Posts Tagged ‘shooting’
Tuesday, December 27th, 2011
A few years ago I came across this mock infomercial called “We Got That B-roll.” Anyone who works in video production, or who is familiar with the industry, will find the video humorous. It takes aim at the generic, overused, and sometimes unoriginal b-roll clips that fill up so many documentaries, commercials, and news stories. B-roll is an extremely important part of telling a story on film or video.
- It provides the viewer with context.
- It helps to explain concepts and ideas.
- It offers up visual variety.
- It holds an audience’s interest.
Despite its importance to the production, it’s amazing to me how so many people are willing to rush through the process of capturing b-roll. Shooting b-roll can’t become an afterthought. It needs to be an integral part of the shooting day. Here are a few things that need to happen to ensure that you capture great b-roll for your next project.
- Work it into the schedule. Give yourself and your production crew enough time in the day to set up, light, and shoot b-roll. The last thing you want is to rush around during the last hour of the day, trying to cross all the items off of your shot list. And that leads me into my next point…

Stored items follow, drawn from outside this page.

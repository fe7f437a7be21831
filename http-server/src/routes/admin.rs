//! Operations desk: gift card review queue, manual settlement of pending
//! transactions and user verification flags.

use axum::{
    Json,
    extract::{Path, Query, State},
    http::StatusCode,
};
use rust_decimal::Decimal;
use serde::{Deserialize, Serialize};
use uuid::Uuid;

use pricing::types::TransactionStatus;

use crate::error::{ApiError, ApiResult};
use crate::models::{
    AuthenticatedUser, GiftCardSubmission, KycStatus, SettleOutcome, SubmissionStatus, Transaction,
};
use crate::websocket::{send_giftcard_notification, send_ledger_notifications};
use crate::{AppState, middleware::AdminUser};

// Review queue query
#[derive(Deserialize)]
pub struct SubmissionQueueParams {
    pub status: Option<SubmissionStatus>,
}

// Review queue response
#[derive(Serialize)]
pub struct SubmissionQueueResponse {
    pub success: bool,
    pub submissions: Vec<GiftCardSubmission>,
}

// All gift card submissions, optionally filtered by status
pub async fn list_submissions(
    State(state): State<AppState>,
    AdminUser(_admin): AdminUser,
    Query(params): Query<SubmissionQueueParams>,
) -> ApiResult<(StatusCode, Json<SubmissionQueueResponse>)> {
    let submissions = state.storage.submissions_with_status(params.status);
    let response = SubmissionQueueResponse {
        success: true,
        submissions,
    };
    Ok((StatusCode::OK, Json(response)))
}

// Counter-offer request
#[derive(Deserialize)]
pub struct NegotiateRequest {
    pub proposed_rate: Decimal,
    pub note: Option<String>,
}

// Submission action response
#[derive(Serialize)]
pub struct SubmissionActionResponse {
    pub success: bool,
    pub message: String,
    pub submission: GiftCardSubmission,
}

// Counter-offer a submission at a different rate
pub async fn negotiate_submission(
    State(state): State<AppState>,
    AdminUser(_admin): AdminUser,
    Path(submission_id): Path<Uuid>,
    Json(payload): Json<NegotiateRequest>,
) -> ApiResult<(StatusCode, Json<SubmissionActionResponse>)> {
    if payload.proposed_rate <= Decimal::ZERO {
        return Err(ApiError::Validation(
            "proposed_rate must be greater than 0".to_string(),
        ));
    }

    let submission =
        state
            .storage
            .propose_rate(submission_id, payload.proposed_rate, payload.note)?;
    send_giftcard_notification(&state.notification_manager, &submission);

    let response = SubmissionActionResponse {
        success: true,
        message: "Counter-offer sent".to_string(),
        submission,
    };
    Ok((StatusCode::OK, Json(response)))
}

// Approval response carries the payout transaction
#[derive(Serialize)]
pub struct ApproveResponse {
    pub success: bool,
    pub message: String,
    pub submission: GiftCardSubmission,
    pub transaction: Transaction,
}

// Approve a submission and pay the wallet
pub async fn approve_submission(
    State(state): State<AppState>,
    AdminUser(_admin): AdminUser,
    Path(submission_id): Path<Uuid>,
) -> ApiResult<(StatusCode, Json<ApproveResponse>)> {
    let (submission, receipt) = state.storage.approve_submission(submission_id)?;
    send_ledger_notifications(&state.notification_manager, &receipt);
    send_giftcard_notification(&state.notification_manager, &submission);

    tracing::info!(
        "gift card submission {} approved, paid {}",
        submission_id,
        receipt.transaction.amount
    );
    let response = ApproveResponse {
        success: true,
        message: "Submission approved and paid".to_string(),
        submission,
        transaction: receipt.transaction,
    };
    Ok((StatusCode::OK, Json(response)))
}

// Rejection request
#[derive(Deserialize)]
pub struct RejectRequest {
    pub reason: String,
}

// Reject a submission with a reason the user will see
pub async fn reject_submission(
    State(state): State<AppState>,
    AdminUser(_admin): AdminUser,
    Path(submission_id): Path<Uuid>,
    Json(payload): Json<RejectRequest>,
) -> ApiResult<(StatusCode, Json<SubmissionActionResponse>)> {
    if payload.reason.trim().is_empty() {
        return Err(ApiError::Validation(
            "A reason is required to reject a submission".to_string(),
        ));
    }

    let submission = state
        .storage
        .reject_submission(submission_id, payload.reason)?;
    send_giftcard_notification(&state.notification_manager, &submission);

    let response = SubmissionActionResponse {
        success: true,
        message: "Submission rejected".to_string(),
        submission,
    };
    Ok((StatusCode::OK, Json(response)))
}

// Manual settlement request
#[derive(Deserialize)]
pub struct SettleRequest {
    pub user_id: u64,
    pub transaction_id: Uuid,
    /// "success" or "failed"
    pub status: TransactionStatus,
    pub message: Option<String>,
    pub upstream_order_id: Option<String>,
}

// Manual settlement response
#[derive(Serialize)]
pub struct SettleResponse {
    pub success: bool,
    pub message: String,
    pub transaction: Transaction,
    pub balance: Decimal,
}

// Settle a pending transaction: failed debits refund, successful credits pay
pub async fn settle_transaction(
    State(state): State<AppState>,
    AdminUser(_admin): AdminUser,
    Json(payload): Json<SettleRequest>,
) -> ApiResult<(StatusCode, Json<SettleResponse>)> {
    let receipt = state.storage.settle_transaction(
        payload.user_id,
        payload.transaction_id,
        SettleOutcome {
            status: payload.status,
            message: payload
                .message
                .unwrap_or_else(|| "settled by operations".to_string()),
            upstream_order_id: payload.upstream_order_id,
        },
    )?;
    send_ledger_notifications(&state.notification_manager, &receipt);

    tracing::info!(
        "transaction {} settled as {:?}",
        payload.transaction_id,
        payload.status
    );
    let response = SettleResponse {
        success: true,
        message: "Transaction settled".to_string(),
        transaction: receipt.transaction,
        balance: receipt.balance,
    };
    Ok((StatusCode::OK, Json(response)))
}

// Verification update request
#[derive(Deserialize)]
pub struct VerificationRequest {
    pub email_verified: Option<bool>,
    pub kyc_status: Option<KycStatus>,
}

// Verification update response
#[derive(Serialize)]
pub struct VerificationResponse {
    pub success: bool,
    pub message: String,
    pub user: AuthenticatedUser,
}

// Update a user's verification flags
pub async fn update_verification(
    State(state): State<AppState>,
    AdminUser(_admin): AdminUser,
    Path(user_id): Path<u64>,
    Json(payload): Json<VerificationRequest>,
) -> ApiResult<(StatusCode, Json<VerificationResponse>)> {
    if payload.email_verified.is_none() && payload.kyc_status.is_none() {
        return Err(ApiError::Validation(
            "Nothing to update: set email_verified or kyc_status".to_string(),
        ));
    }

    let user = state
        .storage
        .update_verification(user_id, payload.email_verified, payload.kyc_status)?;
    let response = VerificationResponse {
        success: true,
        message: "Verification updated".to_string(),
        user: AuthenticatedUser::from(user),
    };
    Ok((StatusCode::OK, Json(response)))
}
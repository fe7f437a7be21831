use http_server::{AppState, config::fetch_config, serve};

#[tokio::main]
async fn main() -> Result<(), Box<dyn std::error::Error>> {
    // initialize tracing
    tracing_subscriber::fmt::init();

    let config = fetch_config()?;

    // Initialize ledger, rate tables and the provider client
    let state = AppState::from_config(&config)?;
    tracing::info!("In-memory ledger initialized successfully");
    if state.upstream.is_sandbox() {
        tracing::info!("VTU upstream in sandbox mode, orders are simulated");
    } else {
        tracing::info!("VTU upstream connected to live aggregator");
    }

    // run our app with hyper on the configured address
    let listener = tokio::net::TcpListener::bind(&config.bind_addr).await?;
    tracing::info!("Server running on http://{}", config.bind_addr);
    serve(listener, state).await?;

    Ok(())
}
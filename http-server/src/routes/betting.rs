use axum::{Json, extract::State, http::StatusCode};
use rust_decimal::Decimal;
use serde::{Deserialize, Serialize};
use serde_json::json;
use uuid::Uuid;

use pricing::types::ServiceKind;

use crate::error::{ApiError, ApiResult};
use crate::models::Transaction;
use crate::websocket::send_ledger_notifications;
use crate::{AppState, middleware::AuthUser};

use super::{ensure_float, settle_after_upstream};

// Betting account verification request
#[derive(Deserialize)]
pub struct BettingVerifyRequest {
    /// Betting site identifier, e.g. "bet9ja"
    pub provider: String,
    pub customer_id: String,
}

// Betting account verification response
#[derive(Serialize)]
pub struct BettingVerifyResponse {
    pub success: bool,
    pub customer_name: String,
    pub message: String,
}

// Verify a betting account before funding it
pub async fn verify_customer(
    State(state): State<AppState>,
    AuthUser(_user): AuthUser,
    Json(payload): Json<BettingVerifyRequest>,
) -> ApiResult<(StatusCode, Json<BettingVerifyResponse>)> {
    if payload.provider.is_empty() || payload.customer_id.is_empty() {
        return Err(ApiError::Validation(
            "provider and customer_id are required".to_string(),
        ));
    }

    let customer = state
        .upstream
        .verify_betting_customer(&payload.provider, &payload.customer_id)
        .await?;
    let response = BettingVerifyResponse {
        success: true,
        customer_name: customer.customer_name,
        message: "Account verified".to_string(),
    };
    Ok((StatusCode::OK, Json(response)))
}

// Betting funding request
#[derive(Deserialize)]
pub struct BettingFundRequest {
    pub provider: String,
    pub customer_id: String,
    /// Amount to land in the betting account; the service charge goes on top.
    pub amount: Decimal,
    pub reference: Option<String>,
}

// Betting funding response
#[derive(Serialize)]
pub struct BettingFundResponse {
    pub success: bool,
    pub transaction: Transaction,
    pub amount: Decimal,
    pub service_charge: Decimal,
    pub total: Decimal,
}

// Fund a betting account. The wallet is charged amount + service charge; the
// provider receives the amount.
pub async fn fund_account(
    State(state): State<AppState>,
    AuthUser(user): AuthUser,
    Json(payload): Json<BettingFundRequest>,
) -> ApiResult<(StatusCode, Json<BettingFundResponse>)> {
    if payload.provider.is_empty() || payload.customer_id.is_empty() {
        return Err(ApiError::Validation(
            "provider and customer_id are required".to_string(),
        ));
    }

    let quote = {
        let rates = state.rates.lock().unwrap();
        rates.betting_quote(payload.amount)?
    };
    ensure_float(&state, payload.amount).await?;

    let reference = payload
        .reference
        .clone()
        .unwrap_or_else(|| format!("bet-{}", Uuid::new_v4()));
    let receipt = state.storage.debit_for_purchase(
        user.user_id,
        &reference,
        ServiceKind::Betting,
        quote.total,
        json!({
            "provider": payload.provider,
            "customer_id": payload.customer_id,
            "amount": payload.amount,
            "service_charge": quote.service_charge,
        }),
        &format!("{} account funding", payload.provider),
    )?;
    if receipt.replayed {
        let response = BettingFundResponse {
            success: true,
            transaction: receipt.transaction,
            amount: payload.amount,
            service_charge: quote.service_charge,
            total: quote.total,
        };
        return Ok((StatusCode::OK, Json(response)));
    }
    send_ledger_notifications(&state.notification_manager, &receipt);

    let transaction_id = receipt.transaction.id;
    let result = state
        .upstream
        .fund_betting(
            &payload.provider,
            &payload.customer_id,
            payload.amount,
            &reference,
        )
        .await;
    let (transaction, _) =
        settle_after_upstream(&state, user.user_id, transaction_id, result).await?;

    let response = BettingFundResponse {
        success: true,
        transaction,
        amount: payload.amount,
        service_charge: quote.service_charge,
        total: quote.total,
    };
    Ok((StatusCode::CREATED, Json(response)))
}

- Create a shot list for your b-roll. Don’t wait until you get to the location to try and figure out exactly what you want to shoot for your b-roll. You will end up with a lot of footage that just won’t fit into your story. And that leads me into my final point…
- Make your b-roll relevant. Don’t just shoot the building because you think the architecture looks cool. B-roll should compliment and enhance the subject of your story. It should relate to what’s being said, either by those on camera, or the narrator.

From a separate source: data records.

use pricing::types::{ServiceKind, TransactionStatus};
use rust_decimal::Decimal;
use serde::{Deserialize, Serialize};
use serde_json::Value;
use uuid::Uuid;

/// Whether the transaction moves money out of or into the wallet.
#[derive(Debug, Copy, Clone, PartialEq, Eq, Serialize, Deserialize)]
#[serde(rename_all = "snake_case")]
pub enum Direction {
    Debit,
    Credit,
}

#[derive(Debug, Clone, Serialize)]
pub struct Transaction {
    pub id: Uuid,
    /// Client-supplied idempotency reference, unique per user.
    pub reference: String,
    pub user_id: u64,
    pub service: ServiceKind,
    pub direction: Direction,
    pub amount: Decimal,
    pub status: TransactionStatus,
    /// Request details: phone number, plan code, meter number and so on.
    pub metadata: Value,
    pub upstream_order_id: Option<String>,
    pub message: String,
    pub created_at: u64,
    pub updated_at: u64,
}

#[cfg(test)]
mod tests {
    use super::*;
    use rust_decimal_macros::dec;
    use serde_json::json;

    #[test]
    fn test_direction_wire_names() {
        assert_eq!(serde_json::to_string(&Direction::Debit).unwrap(), "\"debit\"");
        assert_eq!(
            serde_json::to_string(&Direction::Credit).unwrap(),
            "\"credit\""
        );
    }

    #[test]
    fn test_transaction_serializes_for_clients() {
        let tx = Transaction {
            id: Uuid::nil(),
            reference: "ref-001".to_string(),
            user_id: 7,
            service: ServiceKind::Airtime,
            direction: Direction::Debit,
            amount: dec!(1000),
            status: TransactionStatus::Pending,
            metadata: json!({ "network": "mtn", "phone": "08030000000" }),
            upstream_order_id: None,
            message: "awaiting provider".to_string(),
            created_at: 1,
            updated_at: 1,
        };
        let json = serde_json::to_value(&tx).unwrap();
        assert_eq!(json["service"], "airtime");
        assert_eq!(json["direction"], "debit");
        assert_eq!(json["status"], "pending");
        assert_eq!(json["metadata"]["network"], "mtn");
    }
}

B-roll can become a very stale and unoriginal aspect to a video, if not thought out properly. Or, it can be a visually striking element to the production and round out the story like nothing else. Its success or failure depends on how much attention to detail you give to the process during pre-production and production.

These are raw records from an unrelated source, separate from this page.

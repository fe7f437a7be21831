//! Provider integrations: the VTU aggregator, bank account resolution and
//! crypto spot prices.
//!
//! `Upstream::Ebills` talks to the live aggregator API; `Upstream::Sandbox`
//! is a deterministic in-process stand-in used by local development and the
//! test suite. Every purchase call carries the ledger reference so retries
//! land on the same provider order.

use std::str::FromStr;
use std::time::Duration;

use rust_decimal::Decimal;
use rust_decimal::prelude::FromPrimitive;
use serde::Serialize;
use serde_json::{Value, json};

use crate::config::UpstreamConfig;
use crate::error::ApiError;

const COINGECKO_URL: &str = "https://api.coingecko.com/api/v3/simple/price";
const REQUEST_TIMEOUT: Duration = Duration::from_secs(30);

/// Provider-side record of a fulfilled (or queued) order.
#[derive(Debug, Clone, Serialize)]
pub struct UpstreamReceipt {
    pub order_id: String,
    pub status: String,
    /// Full provider payload: tokens, pins and anything else it returned.
    pub raw: Value,
}

#[derive(Debug, Clone, Serialize)]
pub struct CustomerInfo {
    pub customer_name: String,
    pub raw: Value,
}

#[derive(Debug, Clone, Serialize)]
pub struct BankAccount {
    pub account_number: String,
    pub account_name: String,
    pub bank_code: String,
}

#[derive(Clone)]
pub enum Upstream {
    Ebills(EbillsClient),
    Sandbox(SandboxProvider),
}

impl Upstream {
    pub fn from_config(config: &UpstreamConfig) -> Result<Self, ApiError> {
        match config {
            UpstreamConfig::Sandbox => Ok(Upstream::Sandbox(SandboxProvider)),
            UpstreamConfig::Live { base_url, api_key } => Ok(Upstream::Ebills(EbillsClient::new(
                base_url.clone(),
                api_key.clone(),
            )?)),
        }
    }

    pub fn is_sandbox(&self) -> bool {
        matches!(self, Upstream::Sandbox(_))
    }

    /// Float available on our aggregator account, in naira.
    pub async fn balance(&self) -> Result<Decimal, ApiError> {
        match self {
            Upstream::Ebills(client) => client.balance().await,
            Upstream::Sandbox(sandbox) => Ok(sandbox.balance()),
        }
    }

    pub async fn verify_meter(
        &self,
        disco: &str,
        meter_no: &str,
        meter_type: &str,
    ) -> Result<CustomerInfo, ApiError> {
        match self {
            Upstream::Ebills(client) => {
                let data = client
                    .post(
                        "verify-customer",
                        json!({
                            "service": disco,
                            "meterNo": meter_no,
                            "metertype": meter_type,
                        }),
                    )
                    .await?;
                Ok(customer_info(data))
            }
            Upstream::Sandbox(sandbox) => sandbox.verify(meter_no),
        }
    }

    pub async fn verify_smartcard(
        &self,
        provider: &str,
        smartcard: &str,
    ) -> Result<CustomerInfo, ApiError> {
        match self {
            Upstream::Ebills(client) => {
                let data = client
                    .post(
                        "verify-customer",
                        json!({ "service": provider, "smartcardNo": smartcard }),
                    )
                    .await?;
                Ok(customer_info(data))
            }
            Upstream::Sandbox(sandbox) => sandbox.verify(smartcard),
        }
    }

    pub async fn verify_betting_customer(
        &self,
        provider: &str,
        customer_id: &str,
    ) -> Result<CustomerInfo, ApiError> {
        match self {
            Upstream::Ebills(client) => {
                let data = client
                    .post(
                        "verify-customer",
                        json!({ "service": provider, "customerId": customer_id }),
                    )
                    .await?;
                Ok(customer_info(data))
            }
            Upstream::Sandbox(sandbox) => sandbox.verify(customer_id),
        }
    }

    pub async fn buy_airtime(
        &self,
        network: &str,
        phone: &str,
        amount: Decimal,
        reference: &str,
    ) -> Result<UpstreamReceipt, ApiError> {
        match self {
            Upstream::Ebills(client) => {
                let data = client
                    .post(
                        "airtime",
                        json!({
                            "service": "airtime",
                            "network": network,
                            "phone": phone,
                            "amount": amount,
                            "ref": reference,
                        }),
                    )
                    .await?;
                Ok(receipt(data))
            }
            Upstream::Sandbox(sandbox) => sandbox.fulfill("airtime", phone),
        }
    }

    pub async fn buy_data(
        &self,
        network: &str,
        phone: &str,
        plan_code: &str,
        reference: &str,
    ) -> Result<UpstreamReceipt, ApiError> {
        match self {
            Upstream::Ebills(client) => {
                let data = client
                    .post(
                        "data",
                        json!({
                            "service": "data",
                            "network": network,
                            "phone": phone,
                            "variation_code": plan_code,
                            "ref": reference,
                        }),
                    )
                    .await?;
                Ok(receipt(data))
            }
            Upstream::Sandbox(sandbox) => sandbox.fulfill("data", phone),
        }
    }

    pub async fn buy_tv(
        &self,
        provider: &str,
        smartcard: &str,
        package_code: &str,
        amount: Decimal,
        reference: &str,
    ) -> Result<UpstreamReceipt, ApiError> {
        match self {
            Upstream::Ebills(client) => {
                let data = client
                    .post(
                        "tv",
                        json!({
                            "service": provider,
                            "smartcardNo": smartcard,
                            "variation_code": package_code,
                            "amount": amount,
                            "ref": reference,
                        }),
                    )
                    .await?;
                Ok(receipt(data))
            }
            Upstream::Sandbox(sandbox) => sandbox.fulfill("tv", smartcard),
        }
    }

    pub async fn buy_electricity(
        &self,
        disco: &str,
        meter_no: &str,
        meter_type: &str,
        amount: Decimal,
        reference: &str,
    ) -> Result<UpstreamReceipt, ApiError> {
        match self {
            Upstream::Ebills(client) => {
                let data = client
                    .post(
                        "electricity",
                        json!({
                            "service": disco,
                            "meterNo": meter_no,
                            "metertype": meter_type,
                            "amount": amount,
                            "ref": reference,
                        }),
                    )
                    .await?;
                Ok(receipt(data))
            }
            Upstream::Sandbox(sandbox) => sandbox.fulfill_electricity(meter_no),
        }
    }

    pub async fn buy_exam_pins(
        &self,
        exam: &str,
        quantity: u32,
        reference: &str,
    ) -> Result<UpstreamReceipt, ApiError> {
        match self {
            Upstream::Ebills(client) => {
                let data = client
                    .post(
                        "exam",
                        json!({
                            "service": exam,
                            "quantity": quantity,
                            "ref": reference,
                        }),
                    )
                    .await?;
                Ok(receipt(data))
            }
            Upstream::Sandbox(sandbox) => Ok(sandbox.fulfill_exam(exam, quantity)),
        }
    }

    pub async fn fund_betting(
        &self,
        provider: &str,
        customer_id: &str,
        amount: Decimal,
        reference: &str,
    ) -> Result<UpstreamReceipt, ApiError> {
        match self {
            Upstream::Ebills(client) => {
                let data = client
                    .post(
                        "betting",
                        json!({
                            "service": provider,
                            "customerId": customer_id,
                            "amount": amount,
                            "ref": reference,
                        }),
                    )
                    .await?;
                Ok(receipt(data))
            }
            Upstream::Sandbox(sandbox) => sandbox.fulfill("betting", customer_id),
        }
    }

    /// What the SMM panel charges us for an order, before our margin.
    pub async fn smm_price(&self, service_id: u64, quantity: u32) -> Result<Decimal, ApiError> {
        match self {
            Upstream::Ebills(client) => {
                let data = client
                    .get(
                        "smm/price",
                        &[
                            ("serviceId", service_id.to_string()),
                            ("quantity", quantity.to_string()),
                        ],
                    )
                    .await?;
                decimal_field(&data, "price")
            }
            Upstream::Sandbox(sandbox) => Ok(sandbox.smm_price(quantity)),
        }
    }

    pub async fn place_smm_order(
        &self,
        service_id: u64,
        link: &str,
        quantity: u32,
        reference: &str,
    ) -> Result<UpstreamReceipt, ApiError> {
        match self {
            Upstream::Ebills(client) => {
                let data = client
                    .post(
                        "smm/order",
                        json!({
                            "serviceId": service_id,
                            "link": link,
                            "quantity": quantity,
                            "ref": reference,
                        }),
                    )
                    .await?;
                Ok(receipt(data))
            }
            Upstream::Sandbox(sandbox) => sandbox.fulfill("smm", link),
        }
    }

    pub async fn resolve_account(
        &self,
        account_number: &str,
        bank_code: &str,
    ) -> Result<BankAccount, ApiError> {
        match self {
            Upstream::Ebills(client) => {
                let data = client
                    .get(
                        "bank/resolve",
                        &[
                            ("account_number", account_number.to_string()),
                            ("bank_code", bank_code.to_string()),
                        ],
                    )
                    .await?;
                let account_name = data["account_name"]
                    .as_str()
                    .ok_or_else(|| {
                        ApiError::Upstream("missing account_name in resolve response".to_string())
                    })?
                    .to_string();
                Ok(BankAccount {
                    account_number: account_number.to_string(),
                    account_name,
                    bank_code: bank_code.to_string(),
                })
            }
            Upstream::Sandbox(sandbox) => sandbox.resolve_account(account_number, bank_code),
        }
    }

    /// USD spot price for a CoinGecko asset id.
    pub async fn spot_price(&self, asset: &str) -> Result<Decimal, ApiError> {
        match self {
            Upstream::Ebills(client) => client.spot_price(asset).await,
            Upstream::Sandbox(sandbox) => sandbox.spot_price(asset),
        }
    }
}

Thursday, September 22nd, 2011
Coverage is so important when creating a promotional video for your business or non-profit. The word “coverage,” when used in the context of video production, refers to the amount of footage needed to adequately “cover” the scene. So, for example, if you are creating a sales video that describes how your company makes potato chips, you would want the video production company to shoot enough footage to properly communicate what happens at every stage of the process (i.e. Unloading supplies, moving those supplies into the facility, potatoes moving across conveyor belts, potatoes being sliced, etc.).
Neglecting to get adequate coverage during the video shoot means that you cannot properly tell the story when you get everything back to the edit suite. “Well then,” you might ask, “why would anyone neglect to get the coverage they need?”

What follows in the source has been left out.